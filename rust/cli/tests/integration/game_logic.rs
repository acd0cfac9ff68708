use crate::helpers::CliRunner;

#[test]
fn play_quits_cleanly_from_piped_stdin() {
    let cli = CliRunner::new();
    let res = cli.run_with_input(&["play", "--players", "3", "--seed", "42"], "q\n");
    assert_eq!(res.exit_code, 0, "stderr={}", res.stderr);
    assert!(res.stdout.contains("play: players=3 ai=baseline seed=42"));
    assert!(res.stdout.contains("Game abandoned"));
}

#[test]
fn play_survives_garbage_and_eof() {
    let cli = CliRunner::new();
    let res = cli.run_with_input(&["play", "--seed", "9"], "bet 10\nplay 99\n");
    assert_eq!(res.exit_code, 0);
    assert!(res.stderr.contains("Unrecognized action 'bet'"));
    assert!(res.stdout.contains("Game abandoned"));
}

#[test]
fn play_rejects_unknown_opponents() {
    let cli = CliRunner::new();
    let res = cli.run_with_input(&["play", "--ai", "oracle"], "");
    assert_eq!(res.exit_code, 2);
    assert!(res.stderr.contains("ai must be one of"));
}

------------

THE TASK:
The expected response reproduces all of the data precisely.

TASK SOLUTION:
filename rust/cli/tests/integration/game_logic.rs
repository acd0cfac9ff68708
use crate::helpers::CliRunner;

#[test]
fn play_quits_cleanly_from_piped_stdin() {
    let cli = CliRunner::new();
    let res = cli.run_with_input(&["play", "--players", "3", "--seed", "42"], "q\n");
    assert_eq!(res.exit_code, 0, "stderr={}", res.stderr);
    assert!(res.stdout.contains("play: players=3 ai=baseline seed=42"));
    assert!(res.stdout.contains("Game abandoned"));
}

#[test]
fn play_survives_garbage_and_eof() {
    let cli = CliRunner::new();
    let res = cli.run_with_input(&["play", "--seed", "9"], "bet 10\nplay 99\n");
    assert_eq!(res.exit_code, 0);
    assert!(res.stderr.contains("Unrecognized action 'bet'"));
    assert!(res.stdout.contains("Game abandoned"));
}

#[test]
fn play_rejects_unknown_opponents() {
    let cli = CliRunner::new();
    let res = cli.run_with_input(&["play", "--ai", "oracle"], "");
    assert_eq!(res.exit_code, 2);
    assert!(res.stderr.contains("ai must be one of"));
}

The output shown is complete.